Lively, entertaining reviews of, and essays on, old and newer films and everything relating to them, written by professional author William Schoell.

Thursday, July 19, 2012


Private Williams goes "bare-backing"
REFLECTIONS IN A GOLDEN EYE (1967). Director: John Huston.

"Any fulfillment at the expense of normality should not be allowed to bring happiness."

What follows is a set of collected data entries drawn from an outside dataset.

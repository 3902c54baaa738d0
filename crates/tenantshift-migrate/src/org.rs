//! Top-level traversal: one task per selected (org, space) pair.

use std::sync::Arc;

use tenantshift_platform::Organization;
use tracing::{info, warn};

use crate::context::{Direction, Location, MigrationContext};
use crate::error::{MigrateError, Result};
use crate::group::TaskGroup;
use crate::space::{SpaceExporter, SpaceImporter};

/// What a run covers.
#[derive(Debug, Clone, PartialEq, Eq)]
pub enum Scope {
    /// Every organization passing the org filter
    All,
    /// One organization, by name
    Org(String),
    /// One space, by org and space name
    Space {
        /// Organization name
        org: String,
        /// Space name
        space: String,
    },
}

impl Scope {
    fn selects(&self, org: &str, space: &str) -> bool {
        match self {
            Scope::All => true,
            Scope::Org(name) => name == org,
            Scope::Space { org: o, space: s } => o == org && s == space,
        }
    }
}

/// Exports the orgs and spaces in scope from the source foundation.
#[derive(Debug, Clone)]
pub struct OrgExporter {
    ctx: Arc<MigrationContext>,
    spaces: Arc<SpaceExporter>,
}

impl OrgExporter {
    /// Exporter over `ctx`.
    pub fn new(ctx: Arc<MigrationContext>) -> Self {
        let spaces = Arc::new(SpaceExporter::new(Arc::clone(&ctx)));
        Self { ctx, spaces }
    }

    async fn orgs(&self, scope: &Scope) -> Result<Vec<Organization>> {
        let source = &self.ctx.source;
        match scope {
            Scope::All => {
                let filter = self.ctx.config.org_filter()?;
                Ok(source
                    .list_orgs()
                    .await?
                    .into_iter()
                    .filter(|o| filter.matches(&o.name))
                    .collect())
            }
            Scope::Org(name) | Scope::Space { org: name, .. } => {
                let org = source
                    .get_org_by_name(name)
                    .await?
                    .ok_or_else(|| MigrateError::NotFound(format!("organization {} on source", name)))?;
                Ok(vec![org])
            }
        }
    }

    /// Exports everything in `scope`. Listing failures are fatal.
    pub async fn export(&self, scope: &Scope) -> Result<()> {
        let orgs = self.orgs(scope).await?;
        info!(orgs = orgs.len(), "exporting organizations");

        let mut group = TaskGroup::new(self.ctx.config.parallelism, &self.ctx.cancel);
        for org in orgs {
            let spaces = self.ctx.source.list_spaces(&org.guid).await?;
            for space in spaces.into_iter().filter(|s| scope.selects(&org.name, &s.name)) {
                let exporter = Arc::clone(&self.spaces);
                let location = Location::new(org.name.clone(), space.name, org.guid.clone(), space.guid);
                let token = group.token();
                group.spawn(async move { exporter.export(location, &token).await });
            }
        }
        if group.is_empty() {
            warn!(scope = ?scope, "nothing to export");
        }
        group.wait().await
    }
}

/// Imports the exported orgs and spaces in scope into the target foundation.
#[derive(Debug, Clone)]
pub struct OrgImporter {
    ctx: Arc<MigrationContext>,
    spaces: Arc<SpaceImporter>,
}

impl OrgImporter {
    /// Importer over `ctx`.
    pub fn new(ctx: Arc<MigrationContext>) -> Self {
        let spaces = Arc::new(SpaceImporter::new(Arc::clone(&ctx)));
        Self { ctx, spaces }
    }

    /// Imports every exported space in `scope`.
    pub async fn import(&self, scope: &Scope) -> Result<()> {
        let filter = self.ctx.config.org_filter()?;
        let pairs: Vec<(String, String)> = self
            .ctx
            .marshaller
            .list_spaces()?
            .into_iter()
            .filter(|(org, space)| scope.selects(org, space))
            .filter(|(org, _)| *scope != Scope::All || filter.matches(org))
            .collect();
        info!(spaces = pairs.len(), "importing spaces");
        if pairs.is_empty() {
            warn!(scope = ?scope, "nothing to import");
        }

        let mut group = TaskGroup::new(self.ctx.config.parallelism, &self.ctx.cancel);
        for (org, space) in pairs {
            let importer = Arc::clone(&self.spaces);
            let token = group.token();
            group.spawn(async move { importer.import(&org, &space, &token).await });
        }
        group.wait().await
    }
}

/// Runs an export or import over `scope`.
pub async fn run(ctx: Arc<MigrationContext>, direction: Direction, scope: &Scope) -> Result<()> {
    match direction {
        Direction::Export => OrgExporter::new(ctx).export(scope).await,
        Direction::Import => OrgImporter::new(ctx).import(scope).await,
    }
}
//! Encrypted, transactional access to the cloud controller database.
//!
//! All callers sharing one database connection must share one repository: the
//! salt length is discovered once and cached for the repository's lifetime.

use std::sync::Arc;

use serde::Serialize;
use tenantshift_core::{CredentialMap, ServiceBinding, ServiceInstance};
use tenantshift_tunnel::Tunnel;
use tokio::sync::OnceCell;
use tokio_util::sync::{CancellationToken, DropGuard};
use tracing::{debug, info, warn};

use crate::cipher::{decrypt, encrypt, generate_salt, EncryptionKey};
use crate::db::{Database, DbTransaction, MySqlDatabase, SqlValue};
use crate::error::{Result, StoreError};
use crate::settings::CcdbSettings;

/// Tables whose numeric ids are resolved by GUID.
#[derive(Debug, Clone, Copy, PartialEq, Eq)]
pub enum Table {
    /// `spaces`
    Spaces,
    /// `service_plans`
    ServicePlans,
    /// `service_instances`
    ServiceInstances,
}

impl Table {
    /// SQL table name.
    pub fn name(&self) -> &'static str {
        match self {
            Table::Spaces => "spaces",
            Table::ServicePlans => "service_plans",
            Table::ServiceInstances => "service_instances",
        }
    }

    fn id_query(&self) -> &'static str {
        match self {
            Table::Spaces => "SELECT id FROM spaces WHERE guid=?",
            Table::ServicePlans => "SELECT id FROM service_plans WHERE guid=?",
            Table::ServiceInstances => "SELECT id FROM service_instances WHERE guid=?",
        }
    }
}

/// Queried in order to learn the foundation's salt length.
pub const SALT_QUERIES: [(&str, &str); 2] = [
    (
        "service_instances",
        "SELECT salt FROM service_instances WHERE salt IS NOT NULL AND salt <> '' LIMIT 1",
    ),
    (
        "service_bindings",
        "SELECT salt FROM service_bindings WHERE salt IS NOT NULL AND salt <> '' LIMIT 1",
    ),
];

pub(crate) const INSERT_SERVICE_INSTANCE: &str = "INSERT INTO service_instances \
    (guid, name, credentials, gateway_name, gateway_data, space_id, service_plan_id, salt, \
    dashboard_url, is_gateway_service, syslog_drain_url, tags, route_service_url) \
    VALUES (?, ?, ?, ?, ?, ?, ?, ?, ?, ?, ?, ?, ?)";

pub(crate) const INSERT_USAGE_EVENT: &str = "INSERT INTO service_usage_events \
    (guid, state, org_guid, space_guid, space_name, service_instance_guid, service_instance_name, \
    service_instance_type, service_plan_guid, service_plan_name, service_guid, service_label) \
    VALUES (?, ?, ?, ?, ?, ?, ?, ?, ?, ?, ?, ?)";

pub(crate) const INSERT_SERVICE_BINDING: &str = "INSERT INTO service_bindings \
    (guid, app_guid, service_instance_guid, credentials, salt, volume_mounts, volume_mounts_salt, type, name) \
    VALUES (?, ?, ?, ?, ?, ?, ?, ?, ?)";

pub(crate) const SELECT_SHARE: &str = "SELECT service_instance_guid, target_space_guid \
    FROM service_instance_shares WHERE service_instance_guid=? AND target_space_guid=?";

pub(crate) const SELECT_INSTANCE_CREDENTIALS: &str =
    "SELECT credentials, salt FROM service_instances WHERE guid=?";

pub(crate) const DELETE_BINDINGS: &str = "DELETE FROM service_bindings WHERE service_instance_guid=?";
pub(crate) const DELETE_KEYS: &str = "DELETE FROM service_keys WHERE service_instance_id=?";
pub(crate) const DELETE_OPERATIONS: &str =
    "DELETE FROM service_instance_operations WHERE service_instance_id=?";
pub(crate) const DELETE_INSTANCE: &str = "DELETE FROM service_instances WHERE guid=? AND space_id=?";

const USAGE_STATE_CREATED: &str = "CREATED";
const MANAGED_INSTANCE_TYPE: &str = "managed_service_instance";
const APP_BINDING_TYPE: &str = "app";

/// Space the instance is created in.
#[derive(Debug, Clone, PartialEq, Eq)]
pub struct TargetSpace {
    /// Space GUID
    pub guid: String,
    /// Space name
    pub name: String,
    /// Owning organization GUID
    pub org_guid: String,
}

/// Plan the instance is created with.
#[derive(Debug, Clone, PartialEq, Eq)]
pub struct TargetPlan {
    /// Plan GUID
    pub guid: String,
    /// Plan name
    pub name: String,
}

/// Service offering the plan belongs to.
#[derive(Debug, Clone, PartialEq, Eq)]
pub struct TargetService {
    /// Offering GUID
    pub guid: String,
    /// Offering label
    pub label: String,
}

/// A binding written together with its instance, and the target app it binds.
#[derive(Debug, Clone, Copy)]
pub struct BindingTarget<'a> {
    /// Binding to insert
    pub binding: &'a ServiceBinding,
    /// GUID of the app on the target foundation
    pub app_guid: &'a str,
}

/// Repository over one cloud controller database.
pub struct CcdbRepository {
    db: Arc<dyn Database>,
    salt_len: OnceCell<usize>,
    _tunnel: Option<DropGuard>,
}

impl std::fmt::Debug for CcdbRepository {
    fn fmt(&self, f: &mut std::fmt::Formatter<'_>) -> std::fmt::Result {
        f.debug_struct("CcdbRepository")
            .field("salt_len", &self.salt_len.get())
            .field("tunneled", &self._tunnel.is_some())
            .finish()
    }
}

impl CcdbRepository {
    /// Wraps an existing database handle.
    pub fn new(db: Arc<dyn Database>) -> Self {
        Self {
            db,
            salt_len: OnceCell::new(),
            _tunnel: None,
        }
    }

    /// Validates settings and connects, through an SSH tunnel when one is configured.
    /// The tunnel stops when the repository is dropped or `cancel` fires.
    pub async fn connect(settings: &CcdbSettings, cancel: &CancellationToken) -> Result<Self> {
        settings.validate()?;

        let mut guard = None;
        let (host, port) = match settings.tunnel_config() {
            Some(tunnel_config) => {
                let tunnel = Tunnel::bind(tunnel_config).await?;
                let tunnel_cancel = cancel.child_token();
                let (addr, _handle) = tunnel.spawn(tunnel_cancel.clone());
                guard = Some(tunnel_cancel.drop_guard());
                (addr.ip().to_string(), addr.port())
            }
            None => (settings.host.clone(), settings.port),
        };

        let options = sqlx::mysql::MySqlConnectOptions::new()
            .host(&host)
            .port(port)
            .username(&settings.username)
            .password(&settings.password)
            .database(&settings.database);
        let db = MySqlDatabase::connect(options, 4).await?;
        info!(host = %settings.host, database = %settings.database, tunneled = guard.is_some(), "connected to CCDB");

        Ok(Self {
            db: Arc::new(db),
            salt_len: OnceCell::new(),
            _tunnel: guard,
        })
    }

    /// Salt length used by this foundation, discovered on first use and cached.
    pub async fn salt_len(&self) -> Result<usize> {
        self.salt_len
            .get_or_try_init(|| self.discover_salt_len())
            .await
            .copied()
    }

    async fn discover_salt_len(&self) -> Result<usize> {
        for (table, sql) in SALT_QUERIES {
            let rows = self.db.query(sql, &[]).await?;
            if let Some(salt) = rows.first().and_then(|r| r.first()).and_then(SqlValue::as_str) {
                debug!(table = table, len = salt.len(), "discovered salt length");
                return Ok(salt.len());
            }
        }
        Err(StoreError::SaltDiscovery {
            tables: SALT_QUERIES
                .iter()
                .map(|(t, _)| *t)
                .collect::<Vec<_>>()
                .join(", "),
        })
    }

    async fn new_salt(&self) -> Result<String> {
        Ok(generate_salt(self.salt_len().await?))
    }

    async fn lookup_id(&self, table: Table, guid: &str) -> Result<i64> {
        let rows = self.db.query(table.id_query(), &[guid.into()]).await?;
        first_id(rows, table, guid)
    }

    /// Returns true if a service instance row with this GUID exists.
    pub async fn service_instance_exists(&self, guid: &str) -> Result<bool> {
        let rows = self
            .db
            .query(Table::ServiceInstances.id_query(), &[guid.into()])
            .await?;
        Ok(!rows.is_empty())
    }

    /// Decrypted credentials of an existing instance row, if the row exists.
    pub async fn service_instance_credentials(
        &self,
        guid: &str,
        key: &EncryptionKey,
    ) -> Result<Option<CredentialMap>> {
        let rows = self.db.query(SELECT_INSTANCE_CREDENTIALS, &[guid.into()]).await?;
        let Some(row) = rows.into_iter().next() else {
            return Ok(None);
        };
        match (row.first(), row.get(1)) {
            (Some(SqlValue::Text(ciphertext)), Some(SqlValue::Text(salt))) => {
                let plaintext = decrypt(ciphertext, salt, key)?;
                Ok(Some(serde_json::from_str(&plaintext)?))
            }
            (Some(SqlValue::Null), _) | (None, _) => Ok(Some(CredentialMap::new())),
            _ => Err(StoreError::RowShape {
                query: SELECT_INSTANCE_CREDENTIALS,
            }),
        }
    }

    /// Inserts the instance row and its usage event in one transaction.
    ///
    /// Space and plan ids are resolved first; if either is missing nothing is written.
    pub async fn create_service_instance(
        &self,
        instance: &ServiceInstance,
        space: &TargetSpace,
        plan: &TargetPlan,
        service: &TargetService,
        key: &EncryptionKey,
    ) -> Result<()> {
        self.create_service_instance_with_bindings(instance, space, plan, service, &[], key)
            .await
    }

    /// Like [`create_service_instance`](Self::create_service_instance), but the
    /// binding rows go into the same transaction: either the instance lands with
    /// every binding or nothing is written.
    pub async fn create_service_instance_with_bindings(
        &self,
        instance: &ServiceInstance,
        space: &TargetSpace,
        plan: &TargetPlan,
        service: &TargetService,
        bindings: &[BindingTarget<'_>],
        key: &EncryptionKey,
    ) -> Result<()> {
        let space_id = self.lookup_id(Table::Spaces, &space.guid).await?;
        let plan_id = self.lookup_id(Table::ServicePlans, &plan.guid).await?;

        let salt = self.new_salt().await?;
        let credentials = seal(&instance.credentials, &salt, key)?;
        let tags = seal(&instance.tags, &salt, key)?;

        let instance_args = vec![
            instance.guid.as_str().into(),
            instance.name.as_str().into(),
            credentials.into(),
            SqlValue::Null,
            SqlValue::Null,
            space_id.into(),
            plan_id.into(),
            salt.into(),
            instance.dashboard_url.clone().into(),
            true.into(),
            instance.syslog_drain_url.clone().into(),
            tags.into(),
            instance.route_service_url.clone().into(),
        ];
        let event_args = vec![
            uuid::Uuid::new_v4().to_string().into(),
            USAGE_STATE_CREATED.into(),
            space.org_guid.as_str().into(),
            space.guid.as_str().into(),
            space.name.as_str().into(),
            instance.guid.as_str().into(),
            instance.name.as_str().into(),
            MANAGED_INSTANCE_TYPE.into(),
            plan.guid.as_str().into(),
            plan.name.as_str().into(),
            service.guid.as_str().into(),
            service.label.as_str().into(),
        ];
        let mut binding_rows = Vec::with_capacity(bindings.len());
        for target in bindings {
            let salt = self.new_salt().await?;
            binding_rows.push(binding_args(target.binding, target.app_guid, salt, key)?);
        }

        let mut tx = self.db.begin().await?;
        let result = async {
            tx.execute(INSERT_SERVICE_INSTANCE, &instance_args).await?;
            tx.execute(INSERT_USAGE_EVENT, &event_args).await?;
            for args in &binding_rows {
                tx.execute(INSERT_SERVICE_BINDING, args).await?;
            }
            Ok::<(), StoreError>(())
        }
        .await;
        finish(tx, result).await?;

        info!(
            instance = %instance.name,
            guid = %instance.guid,
            space = %space.name,
            bindings = bindings.len(),
            "created service instance in CCDB"
        );
        Ok(())
    }

    /// Deletes an instance and its dependents in one transaction.
    ///
    /// Instances shared into `space_guid` are refused with
    /// [`StoreError::UnsupportedOperation`]; nothing is deleted.
    /// Missing dependent rows are logged, not fatal.
    pub async fn delete_service_instance(&self, space_guid: &str, instance_guid: &str) -> Result<bool> {
        let mut tx = self.db.begin().await?;
        let result = delete_in_tx(tx.as_mut(), space_guid, instance_guid).await;
        finish(tx, result).await
    }

    /// Inserts a binding row. Credentials default to `{}`; credentials and volume
    /// mounts share one salt.
    pub async fn create_service_binding(
        &self,
        binding: &ServiceBinding,
        app_guid: &str,
        key: &EncryptionKey,
    ) -> Result<()> {
        let args = binding_args(binding, app_guid, self.new_salt().await?, key)?;
        self.db.execute(INSERT_SERVICE_BINDING, &args).await?;
        debug!(binding = %binding.guid, app = app_guid, "created service binding in CCDB");
        Ok(())
    }
}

On an Army barracks in the South, twisted passions and adulterous affairs are playing havoc with people's lives and emotions. Major Weldon Penderton (Marlon Brando) is married to the beautiful Leonora (Elizabeth Taylor) but he's much more interested in handsome Private Williams (Robert Forster), who rides a black horse through the woods both bare-backed and bare-assed. Penderton is so obsessed with Williams that he doesn't even turn to look at a car accident behind him so that he can continue to stare at the object of his affection, and he lovingly collects the private's discarded candy wrappers. Meanwhile Leonora is sleeping with next door neighbor Lt. Col. Morris Langdon (Brian Keith), whose depressed wife Alison (Julie Harris) cut off her nipples with garden shears and has much more of a connection with her Filipino houseboy Anacleto (Zorro David). Worse news for Penderton is that Private Williams has a crush on Leonora, and sneaks into her room at night to watch her sleep and play with her things, leading to a major [no pun intended] and infuriating climactic disappointment for the Army man. Leonora seems most of all to care about her horse, Firebird. Based on a novel by Carson McCullers, Reflections in a Golden Eye is fascinating and absorbing but at the same time hard to take entirely seriously, as it tends to be over-baked and soap opera-lurid at times. Brando gives a fairly good performance, but like many of his performances, it comes dangerously close to caricature. Harris and Taylor are fine as very different housewives, light years apart in intelligence and sensitivity; Keith is excellent, as is Zorro David, a painter and beautician who appeared in no other films. Forster makes a definite impression in his first film. Repressed, unhappy Major Penderton shows signs of  wanting to break out of his closet, but he also destroys the career of a man who is suspected of being gay [because of his love of poetry and classical music!] but possibly isn't. The film received some criticism  because it doesn't have any 1940's period atmosphere, but I saw nothing in the movie to indicate that it takes place in any other time period than when it was shot, the late sixties. Handsomely produced and photographed, and quite well-directed by Huston. NOTE: The DVD restores the original muted colors favored by Huston but replaced by the studios with regular color prints one week after the film's release.

Verdict: Kind of silly all told, but more than watchable and with an interesting plot. ***.